Your objective
Report every line of the records below that contains the word "Display".

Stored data
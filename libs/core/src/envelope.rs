//! Normalized outbound record and the keys derived from it.

use std::fmt::{Display, Formatter};

use serde::{Deserialize, Serialize};
use time::{OffsetDateTime, format_description::well_known::Rfc3339};

use crate::{channel::ChannelId, filter::CandidateMessage};

/// Type tag attached to every queue send so consumers can route on payload kind.
pub const ENVELOPE_MESSAGE_TYPE: &str = "telegram.channel_message";

/// Record handed to the outbound queue.
#[derive(Debug, Clone, PartialEq, Eq, Serialize, Deserialize)]
pub struct OutboundEnvelope {
    pub channel_id: ChannelId,
    pub message_id: i64,
    #[serde(default)]
    pub handle: Option<String>,
    pub text: String,
    pub permalink: String,
    pub timestamp: String, // RFC 3339
    #[serde(default)]
    pub edited: bool,
}

impl OutboundEnvelope {
    pub fn dedup_key(&self) -> DedupKey {
        DedupKey::new(self.channel_id, self.message_id)
    }
}

/// Queue-side deduplication key for one logical channel message.
///
/// Derived only from the channel ID and the message sequence number, so a
/// re-send or an edit of the same post carries the same key.
///
/// ```
/// use relay_core::{ChannelId, DedupKey};
///
/// let a = DedupKey::new(ChannelId(100), 1);
/// assert_eq!(a, DedupKey::new(ChannelId(100), 1));
/// assert_ne!(a, DedupKey::new(ChannelId(100), 2));
/// assert_eq!(a.as_str(), "tg-100-1");
/// ```
#[derive(Debug, Clone, PartialEq, Eq, Hash, PartialOrd, Ord)]
pub struct DedupKey(String);

impl DedupKey {
    pub fn new(channel_id: ChannelId, message_id: i64) -> Self {
        Self(format!("tg-{}-{}", channel_id.0, message_id))
    }

    pub fn as_str(&self) -> &str {
        &self.0
    }
}

impl Display for DedupKey {
    fn fmt(&self, f: &mut Formatter<'_>) -> std::fmt::Result {
        f.write_str(&self.0)
    }
}

/// Public link when the channel has a handle, `t.me/c/` private form otherwise.
///
/// ```
/// use relay_core::{ChannelId, permalink};
///
/// assert_eq!(permalink(Some("news"), ChannelId(555), 42), "https://t.me/news/42");
/// assert_eq!(permalink(None, ChannelId(555), 42), "https://t.me/c/555/42");
/// ```
pub fn permalink(handle: Option<&str>, channel_id: ChannelId, message_id: i64) -> String {
    match handle.filter(|h| !h.is_empty()) {
        Some(handle) => format!("https://t.me/{handle}/{message_id}"),
        None => format!("https://t.me/c/{}/{message_id}", channel_id.0),
    }
}

/// Turns an accepted candidate into its outbound envelope. Never fails and
/// never truncates the body.
pub fn build_envelope(msg: &CandidateMessage) -> OutboundEnvelope {
    let timestamp = OffsetDateTime::from_unix_timestamp(msg.date)
        .unwrap_or(OffsetDateTime::UNIX_EPOCH)
        .format(&Rfc3339)
        .unwrap_or_else(|_| "1970-01-01T00:00:00Z".into());

    OutboundEnvelope {
        channel_id: msg.channel_id,
        message_id: msg.message_id,
        handle: msg.handle.clone(),
        text: msg.text.clone().unwrap_or_default(),
        permalink: permalink(msg.handle.as_deref(), msg.channel_id, msg.message_id),
        timestamp,
        edited: msg.edited,
    }
}

#[cfg(test)]
mod tests {
    use super::*;
    use std::collections::HashSet;

    fn candidate(handle: Option<&str>, channel: i64, id: i64) -> CandidateMessage {
        CandidateMessage {
            channel_id: ChannelId(channel),
            message_id: id,
            text: Some("hello".into()),
            date: 1_700_000_000,
            handle: handle.map(Into::into),
            edited: false,
        }
    }

    #[test]
    fn public_permalink_uses_handle() {
        let env = build_envelope(&candidate(Some("news"), 555, 42));
        assert_eq!(env.permalink, "https://t.me/news/42");
    }

    #[test]
    fn private_permalink_uses_numeric_ids() {
        let env = build_envelope(&candidate(None, 555, 42));
        assert!(env.permalink.contains("555"));
        assert!(env.permalink.contains("42"));
        assert_eq!(env.permalink, "https://t.me/c/555/42");
    }

    #[test]
    fn missing_text_becomes_empty_and_long_text_is_kept() {
        let mut msg = candidate(None, 1, 1);
        msg.text = None;
        assert_eq!(build_envelope(&msg).text, "");

        let long = "x".repeat(10_000);
        msg.text = Some(long.clone());
        assert_eq!(build_envelope(&msg).text, long);
    }

    #[test]
    fn timestamp_is_rfc3339() {
        let env = build_envelope(&candidate(None, 1, 1));
        assert_eq!(env.timestamp, "2023-11-14T22:13:20Z");
    }

    #[test]
    fn dedup_keys_are_deterministic_and_unique() {
        let first = build_envelope(&candidate(Some("news"), 100, 1)).dedup_key();
        let again = build_envelope(&candidate(None, 100, 1)).dedup_key();
        assert_eq!(first, again);

        let mut seen = HashSet::new();
        for channel in [1, 11, 100, 1001] {
            for id in [1, 11, 100, 1001] {
                assert!(seen.insert(DedupKey::new(ChannelId(channel), id)));
            }
        }
    }

    #[test]
    fn edit_shares_key_with_original() {
        let mut edited = candidate(None, 100, 1);
        edited.edited = true;
        assert_eq!(
            build_envelope(&edited).dedup_key(),
            build_envelope(&candidate(None, 100, 1)).dedup_key()
        );
    }
}
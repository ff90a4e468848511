//! Decides which inbound updates are channel posts the relay should forward.

use std::sync::Arc;

use crate::{
    channel::{ChannelId, TrackedChannelSet, normalize_handle},
    update::{Peer, RawMessage, RawUpdate},
};

/// Fields extracted from an accepted channel message.
#[derive(Debug, Clone, PartialEq, Eq)]
pub struct CandidateMessage {
    pub channel_id: ChannelId,
    /// Sequence number of the message within the channel.
    pub message_id: i64,
    pub text: Option<String>,
    /// Unix timestamp (seconds).
    pub date: i64,
    /// Normalized public handle, `None` for private channels.
    pub handle: Option<String>,
    pub edited: bool,
}

/// Why an update was dropped. Rejection is a normal outcome, not an error.
#[derive(Debug, Clone, Copy, PartialEq, Eq)]
pub enum RejectReason {
    NotChannelMessage,
    Empty,
    NotFromChannel,
    Untracked,
}

impl RejectReason {
    pub fn as_str(&self) -> &'static str {
        match self {
            RejectReason::NotChannelMessage => "not_channel_message",
            RejectReason::Empty => "empty",
            RejectReason::NotFromChannel => "not_from_channel",
            RejectReason::Untracked => "untracked",
        }
    }
}

#[derive(Debug, Clone, PartialEq, Eq)]
pub enum Classification {
    Accepted(CandidateMessage),
    Rejected(RejectReason),
}

impl Classification {
    pub fn accepted(self) -> Option<CandidateMessage> {
        match self {
            Classification::Accepted(msg) => Some(msg),
            Classification::Rejected(_) => None,
        }
    }
}

/// Matches updates against the tracked channel set.
///
/// ```
/// use relay_core::{
///     ChannelId, Classification, Peer, RawMessage, RawUpdate, TrackedChannelSet, UpdateFilter,
/// };
///
/// let filter = UpdateFilter::new(TrackedChannelSet::track_all());
/// let update = RawUpdate::NewChannelMessage(RawMessage {
///     id: 7,
///     date: 1_700_000_000,
///     peer: Peer::Channel { id: ChannelId(555), handle: None },
///     text: Some("hello".into()),
///     media: None,
/// });
/// assert!(matches!(filter.classify(&update), Classification::Accepted(_)));
/// ```
#[derive(Debug, Clone)]
pub struct UpdateFilter {
    tracked: Arc<TrackedChannelSet>,
}

impl UpdateFilter {
    pub fn new(tracked: impl Into<Arc<TrackedChannelSet>>) -> Self {
        Self {
            tracked: tracked.into(),
        }
    }

    pub fn tracked(&self) -> &TrackedChannelSet {
        &self.tracked
    }

    pub fn classify(&self, update: &RawUpdate) -> Classification {
        classify(update, &self.tracked)
    }
}

pub fn classify(update: &RawUpdate, tracked: &TrackedChannelSet) -> Classification {
    let (message, edited) = match update {
        RawUpdate::NewChannelMessage(message) => (message, false),
        RawUpdate::EditedChannelMessage(message) => (message, true),
        RawUpdate::NewMessage(_) | RawUpdate::EditedMessage(_) | RawUpdate::Other(_) => {
            return Classification::Rejected(RejectReason::NotChannelMessage);
        }
    };

    if message.is_empty() {
        return Classification::Rejected(RejectReason::Empty);
    }

    let Peer::Channel { id, handle } = &message.peer else {
        return Classification::Rejected(RejectReason::NotFromChannel);
    };
    let handle = handle
        .as_deref()
        .map(normalize_handle)
        .filter(|h| !h.is_empty());

    if !tracked.matches(*id, handle.as_deref()) {
        return Classification::Rejected(RejectReason::Untracked);
    }

    Classification::Accepted(candidate(message, *id, handle, edited))
}

fn candidate(
    message: &RawMessage,
    channel_id: ChannelId,
    handle: Option<String>,
    edited: bool,
) -> CandidateMessage {
    CandidateMessage {
        channel_id,
        message_id: message.id,
        text: message.text.clone(),
        date: message.date,
        handle,
        edited,
    }
}

#[cfg(test)]
mod tests {
    use super::*;

    fn channel_post(id: i64, handle: Option<&str>, text: Option<&str>) -> RawMessage {
        RawMessage {
            id: 1,
            date: 1_700_000_000,
            peer: Peer::Channel {
                id: ChannelId(id),
                handle: handle.map(Into::into),
            },
            text: text.map(Into::into),
            media: None,
        }
    }

    fn listed(ids: &[i64], handles: &[(&str, i64)]) -> TrackedChannelSet {
        let mut set = TrackedChannelSet::listed();
        for id in ids {
            set.insert_id(ChannelId(*id));
        }
        for (handle, id) in handles {
            set.insert_handle(handle, ChannelId(*id));
        }
        set
    }

    #[test]
    fn non_channel_kinds_are_rejected() {
        let all = TrackedChannelSet::track_all();
        let dm = RawMessage {
            peer: Peer::User { user_id: 5 },
            ..channel_post(1, None, Some("hi"))
        };
        for update in [
            RawUpdate::NewMessage(dm.clone()),
            RawUpdate::EditedMessage(dm),
            RawUpdate::Other("typing".into()),
            RawUpdate::Other("delete_messages".into()),
        ] {
            assert_eq!(
                classify(&update, &all),
                Classification::Rejected(RejectReason::NotChannelMessage)
            );
        }
    }

    #[test]
    fn empty_posts_are_rejected() {
        let update = RawUpdate::NewChannelMessage(channel_post(1, None, None));
        assert_eq!(
            classify(&update, &TrackedChannelSet::track_all()),
            Classification::Rejected(RejectReason::Empty)
        );
    }

    #[test]
    fn media_only_posts_are_accepted_without_text() {
        let mut msg = channel_post(1, None, None);
        msg.media = Some("photo".into());
        let accepted = classify(
            &RawUpdate::NewChannelMessage(msg),
            &TrackedChannelSet::track_all(),
        )
        .accepted()
        .unwrap();
        assert_eq!(accepted.text, None);
    }

    #[test]
    fn channel_variant_from_group_peer_is_rejected() {
        let msg = RawMessage {
            peer: Peer::Group { chat_id: -42 },
            ..channel_post(1, None, Some("x"))
        };
        assert_eq!(
            classify(
                &RawUpdate::NewChannelMessage(msg),
                &TrackedChannelSet::track_all()
            ),
            Classification::Rejected(RejectReason::NotFromChannel)
        );
    }

    #[test]
    fn track_all_accepts_every_channel() {
        let all = TrackedChannelSet::track_all();
        for id in [1, 555, 999_999] {
            let update = RawUpdate::NewChannelMessage(channel_post(id, None, Some("x")));
            assert!(matches!(classify(&update, &all), Classification::Accepted(_)));
        }
    }

    #[test]
    fn numeric_reference_matches_regardless_of_handle() {
        let set = listed(&[555], &[]);
        let renamed = RawUpdate::NewChannelMessage(channel_post(555, Some("renamed"), Some("x")));
        let other = RawUpdate::NewChannelMessage(channel_post(999, Some("renamed"), Some("x")));
        assert!(matches!(classify(&renamed, &set), Classification::Accepted(_)));
        assert_eq!(
            classify(&other, &set),
            Classification::Rejected(RejectReason::Untracked)
        );
    }

    #[test]
    fn handle_match_is_case_insensitive() {
        let set = listed(&[], &[("@news", 777)]);
        let update = RawUpdate::NewChannelMessage(channel_post(12, Some("News"), Some("x")));
        let accepted = classify(&update, &set).accepted().unwrap();
        assert_eq!(accepted.handle.as_deref(), Some("news"));
        assert_eq!(accepted.channel_id, ChannelId(12));
    }

    #[test]
    fn edits_are_flagged() {
        let update = RawUpdate::EditedChannelMessage(channel_post(1, None, Some("x")));
        let accepted = classify(&update, &TrackedChannelSet::track_all())
            .accepted()
            .unwrap();
        assert!(accepted.edited);
    }

    #[test]
    fn blank_handle_is_treated_as_missing() {
        let update = RawUpdate::NewChannelMessage(channel_post(1, Some(""), Some("x")));
        let accepted = classify(&update, &TrackedChannelSet::track_all())
            .accepted()
            .unwrap();
        assert_eq!(accepted.handle, None);
    }
}
//! Inbound update shapes as delivered by the messaging platform adapter.

use crate::channel::ChannelId;

/// Where a message was posted.
#[derive(Debug, Clone, PartialEq, Eq)]
pub enum Peer {
    /// Broadcast channel, with its public handle when it has one.
    Channel {
        id: ChannelId,
        handle: Option<String>,
    },
    Group {
        chat_id: i64,
    },
    User {
        user_id: i64,
    },
}

/// Message payload shared by every message-carrying update kind.
#[derive(Debug, Clone, PartialEq, Eq)]
pub struct RawMessage {
    /// Sequence number of the message within its chat.
    pub id: i64,
    /// Unix timestamp (seconds) of the post.
    pub date: i64,
    pub peer: Peer,
    pub text: Option<String>,
    /// Kind of attached media (`"photo"`, `"video"`, ...), if any.
    pub media: Option<String>,
}

impl RawMessage {
    /// True when the message has neither text nor media (service notices).
    pub fn is_empty(&self) -> bool {
        self.text.as_deref().is_none_or(str::is_empty) && self.media.is_none()
    }
}

/// One inbound event. Only the two channel variants can pass the filter.
#[derive(Debug, Clone, PartialEq, Eq)]
pub enum RawUpdate {
    NewChannelMessage(RawMessage),
    EditedChannelMessage(RawMessage),
    /// Direct or group message.
    NewMessage(RawMessage),
    EditedMessage(RawMessage),
    /// Anything else (typing indicators, deletions, membership changes, ...).
    Other(String),
}

impl RawUpdate {
    pub fn kind(&self) -> &str {
        match self {
            RawUpdate::NewChannelMessage(_) => "new_channel_message",
            RawUpdate::EditedChannelMessage(_) => "edited_channel_message",
            RawUpdate::NewMessage(_) => "new_message",
            RawUpdate::EditedMessage(_) => "edited_message",
            RawUpdate::Other(kind) => kind.as_str(),
        }
    }
}

/// Updates in the order one delivery from the platform carried them.
pub type UpdateBatch = Vec<RawUpdate>;

#[cfg(test)]
mod tests {
    use super::*;

    fn message(text: Option<&str>, media: Option<&str>) -> RawMessage {
        RawMessage {
            id: 1,
            date: 0,
            peer: Peer::User { user_id: 1 },
            text: text.map(Into::into),
            media: media.map(Into::into),
        }
    }

    #[test]
    fn empty_detection() {
        assert!(message(None, None).is_empty());
        assert!(message(Some(""), None).is_empty());
        assert!(!message(Some("hi"), None).is_empty());
        assert!(!message(None, Some("photo")).is_empty());
    }

    #[test]
    fn kind_names() {
        assert_eq!(RawUpdate::Other("typing".into()).kind(), "typing");
        assert_eq!(
            RawUpdate::EditedChannelMessage(message(Some("x"), None)).kind(),
            "edited_channel_message"
        );
    }
}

Result of the exercise
use std::fmt::{Display, Formatter};
impl Display for DedupKey {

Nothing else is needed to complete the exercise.